Jittery over the protests planned to coincide with the Republican National Convention, some cop-like folks have begun spying on the groups. And they've been none too subtle about it.

One target is Unity 2000, which has written Police Commissioner John F. Timoney complaining about surveillance.

The group says that two guys have been photographing Unity 2000 members for weeks as they arrive at and depart from meetings at the headquarters of the Women's International League for Peace and Freedom in the 1200 block of Race Street, a notorious den of suffragettes.

The two guys were also spotted there by my colleague Tom Ginsberg, who reported on the surveillance in these pages on Thursday. When asked who they were and what they were doing, they declined to comment.

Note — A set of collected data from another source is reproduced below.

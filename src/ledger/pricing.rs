use chrono::{Duration, NaiveDate};
use std::collections::BTreeMap;
use thiserror::Error;

pub const DATE_FORMAT: &str = "%Y-%m-%d";

/// 按日房价表，键为 YYYY-MM-DD
pub type PriceMap = BTreeMap<String, f64>;

#[derive(Error, Debug, Clone, PartialEq)]
pub enum PricingError {
    #[error("房价不能为空")]
    EmptyPrice,

    #[error("{date} 的房价无效: {value}")]
    NonPositivePrice { date: String, value: f64 },

    #[error("房价日期格式无效: {0}")]
    BadDateFormat(String),

    #[error("房价首日 {found} 与入住日期 {expected} 不符")]
    StartMismatch { expected: NaiveDate, found: NaiveDate },

    #[error("房价天数不符: 应为 {expected} 天, 实际 {found} 天")]
    LengthMismatch { expected: usize, found: usize },

    #[error("房价日期不连续: {0}")]
    DiscontinuousDates(NaiveDate),
}

/// 应计费的夜晚集合：休息房只有入住当日；过夜房为 [入住, 退房) 的每一天
pub fn billable_nights(check_in: NaiveDate, check_out: NaiveDate) -> Vec<NaiveDate> {
    if check_in == check_out {
        return vec![check_in];
    }
    let mut nights = Vec::new();
    let mut day = check_in;
    while day < check_out {
        nights.push(day);
        day += Duration::days(1);
    }
    nights
}

/// 校验房价表与入住/退房日期完全吻合；纯函数，无副作用
pub fn validate(
    price_map: &PriceMap,
    check_in: NaiveDate,
    check_out: NaiveDate,
) -> Result<(), PricingError> {
    if price_map.is_empty() {
        return Err(PricingError::EmptyPrice);
    }

    // 键必须是严格的 YYYY-MM-DD；宽松写法（2025-6-1）一律拒绝
    let mut dates = Vec::with_capacity(price_map.len());
    for (key, value) in price_map {
        let date = NaiveDate::parse_from_str(key, DATE_FORMAT)
            .map_err(|_| PricingError::BadDateFormat(key.clone()))?;
        if date.format(DATE_FORMAT).to_string() != *key {
            return Err(PricingError::BadDateFormat(key.clone()));
        }
        if !value.is_finite() || *value <= 0.0 {
            return Err(PricingError::NonPositivePrice {
                date: key.clone(),
                value: *value,
            });
        }
        dates.push(date);
    }
    dates.sort();

    let expected = billable_nights(check_in, check_out);
    if dates.len() != expected.len() {
        return Err(PricingError::LengthMismatch {
            expected: expected.len(),
            found: dates.len(),
        });
    }
    if dates[0] != check_in {
        return Err(PricingError::StartMismatch {
            expected: check_in,
            found: dates[0],
        });
    }
    for (actual, want) in dates.iter().zip(expected.iter()) {
        if actual != want {
            return Err(PricingError::DiscontinuousDates(*actual));
        }
    }
    Ok(())
}

/// 客户端传入单一价格时，按应计费夜晚展开成房价表
pub fn expand_scalar(price: f64, check_in: NaiveDate, check_out: NaiveDate) -> PriceMap {
    billable_nights(check_in, check_out)
        .into_iter()
        .map(|d| (d.format(DATE_FORMAT).to_string(), price))
        .collect()
}

/// 账单归属日：房价表最早的日期，解析不出时退回入住日期
pub fn stay_date(price_map: &PriceMap, check_in: NaiveDate) -> NaiveDate {
    price_map
        .keys()
        .filter_map(|k| NaiveDate::parse_from_str(k, DATE_FORMAT).ok())
        .min()
        .unwrap_or(check_in)
}

/// 房费合计
pub fn room_fee(price_map: &PriceMap) -> f64 {
    price_map.values().sum()
}

#[cfg(test)]
mod tests {
    use super::*;

    fn d(s: &str) -> NaiveDate {
        s.parse().unwrap()
    }

    fn map(entries: &[(&str, f64)]) -> PriceMap {
        entries.iter().map(|(k, v)| (k.to_string(), *v)).collect()
    }

    #[test]
    fn test_two_night_stay_accepted() {
        let m = map(&[("2025-06-15", 220.0), ("2025-06-16", 250.0)]);
        assert_eq!(validate(&m, d("2025-06-15"), d("2025-06-17")), Ok(()));
    }

    #[test]
    fn test_rest_room_accepted() {
        let m = map(&[("2025-06-20", 150.0)]);
        assert_eq!(validate(&m, d("2025-06-20"), d("2025-06-20")), Ok(()));
    }

    #[test]
    fn test_one_night_excludes_checkout_date() {
        let m = map(&[("2025-06-15", 220.0)]);
        assert_eq!(validate(&m, d("2025-06-15"), d("2025-06-16")), Ok(()));

        // 键写成退房日是错的
        let m = map(&[("2025-06-16", 220.0)]);
        assert_eq!(
            validate(&m, d("2025-06-15"), d("2025-06-16")),
            Err(PricingError::StartMismatch {
                expected: d("2025-06-15"),
                found: d("2025-06-16"),
            })
        );
    }

    #[test]
    fn test_length_mismatch() {
        // 3 晚只给了 2 天价格
        let m = map(&[("2025-07-05", 200.0), ("2025-07-06", 220.0)]);
        assert_eq!(
            validate(&m, d("2025-07-05"), d("2025-07-08")),
            Err(PricingError::LengthMismatch {
                expected: 3,
                found: 2,
            })
        );
    }

    #[test]
    fn test_discontinuous_dates() {
        let m = map(&[
            ("2025-07-05", 200.0),
            ("2025-07-07", 220.0), // 缺 07-06
        ]);
        assert_eq!(
            validate(&m, d("2025-07-05"), d("2025-07-07")),
            Err(PricingError::DiscontinuousDates(d("2025-07-07")))
        );
    }

    #[test]
    fn test_shifted_by_one_day_rejected() {
        let m = map(&[("2025-06-16", 220.0), ("2025-06-17", 250.0)]);
        assert!(validate(&m, d("2025-06-15"), d("2025-06-17")).is_err());
    }

    #[test]
    fn test_empty_and_non_positive() {
        assert_eq!(
            validate(&PriceMap::new(), d("2025-06-15"), d("2025-06-16")),
            Err(PricingError::EmptyPrice)
        );
        let m = map(&[("2025-06-15", 0.0)]);
        assert!(matches!(
            validate(&m, d("2025-06-15"), d("2025-06-16")),
            Err(PricingError::NonPositivePrice { .. })
        ));
        let m = map(&[("2025-06-15", -10.0)]);
        assert!(matches!(
            validate(&m, d("2025-06-15"), d("2025-06-16")),
            Err(PricingError::NonPositivePrice { .. })
        ));
    }

    #[test]
    fn test_strict_date_format() {
        let m = map(&[("2025-6-15", 220.0)]);
        assert_eq!(
            validate(&m, d("2025-06-15"), d("2025-06-16")),
            Err(PricingError::BadDateFormat("2025-6-15".to_string()))
        );
        let m = map(&[("15/06/2025", 220.0)]);
        assert!(matches!(
            validate(&m, d("2025-06-15"), d("2025-06-16")),
            Err(PricingError::BadDateFormat(_))
        ));
    }

    #[test]
    fn test_round_trip_with_generator() {
        // 任意有效日期区间上，由 billable_nights 生成的表必然通过校验
        for (check_in, check_out) in [
            ("2025-06-20", "2025-06-20"),
            ("2025-06-15", "2025-06-16"),
            ("2025-06-15", "2025-06-17"),
            ("2025-12-30", "2026-01-02"),
        ] {
            let (ci, co) = (d(check_in), d(check_out));
            let m = expand_scalar(188.0, ci, co);
            assert_eq!(validate(&m, ci, co), Ok(()), "{check_in}..{check_out}");

            // 多加一天必然失败
            let mut extra = m.clone();
            let next = co + chrono::Duration::days(3);
            extra.insert(next.format(DATE_FORMAT).to_string(), 188.0);
            assert!(validate(&extra, ci, co).is_err());
        }
    }

    #[test]
    fn test_stay_date_derivation() {
        let m = map(&[("2025-06-16", 250.0), ("2025-06-15", 220.0)]);
        assert_eq!(stay_date(&m, d("2025-01-01")), d("2025-06-15"));
        // 解析不出任何键时退回入住日期
        let m = map(&[("garbage", 100.0)]);
        assert_eq!(stay_date(&m, d("2025-06-15")), d("2025-06-15"));
    }

    #[test]
    fn test_room_fee_sum() {
        let m = map(&[("2025-06-15", 220.0), ("2025-06-16", 250.0)]);
        assert_eq!(room_fee(&m), 470.0);
    }
}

For the record, the police deny they are behind the spying. As a department spokeswoman huffed at reporter Gwen Shaffer in City Paper: "What makes them think the people taking pictures are police officers?"

Let me ask this: Just who might it be - Knights of Columbus?

Rizzo's spies

Excuse me if I doubt the denial.

Philly cops have a history of spying on protesters. For years, the man behind it was Police Commissioner, later Mayor, Frank L. Rizzo – the Big Snoop himself, who had cops compile dossiers on suspected enemies of the state.

The list was vast: African American activists of every stripe; kids in Maoist collectives in Powelton Village; earnest Socialist Workers peddling their papers at antiwar rallies. There was even room for Rizzo's political opponents and pesky reporters.

Like most of us, Rizzo loved to gossip. And he did it with a knowing wink, as if he had the goods tucked away in a file. Did he? You got me. A lot of times, this "intelligence" consisted of old newspaper clips and unverified rumor. Pretty cheesy stuff.

A little knowledge is a dangerous thing. In 1976, Rizzo became convinced bad guys were going to throng to Philadelphia to disrupt the bicentennial celebration. He fulminated over terrorists. He even asked the White House to send the 82d Airborne to help quell the disorders. Wisely, it refused - though the National Guard was alerted.

No secrets, no lies

The result: He scared away everyone. Protesters, families, street vendors, marching bands. The celebration fizzled. At a time when Philadelphia could rightly stake a claim to national attention, Rizzo made it an asterisk. God bless him, I miss him.

But that was long ago.

Want to gather intelligence on the groups planning protests at the GOP National Convention today? There's no need to spy. Go to their Web pages. Unity 2000 has one. R2K. The Mumaniacs. And they are bursting with "intelligence" - names, phone numbers and e-mail addresses of organizers and coordinators. (My favorite: Philadelphia-Direct Action Group has a coordinator for Puppetry/Creative). They give schedules of their protests. They list media contacts.

These are not clandestine operations. These are not secret cabals. These groups yearn for publicity. Their goal is to get face time on the tube, to counteract the happy talk inside the First Union Center.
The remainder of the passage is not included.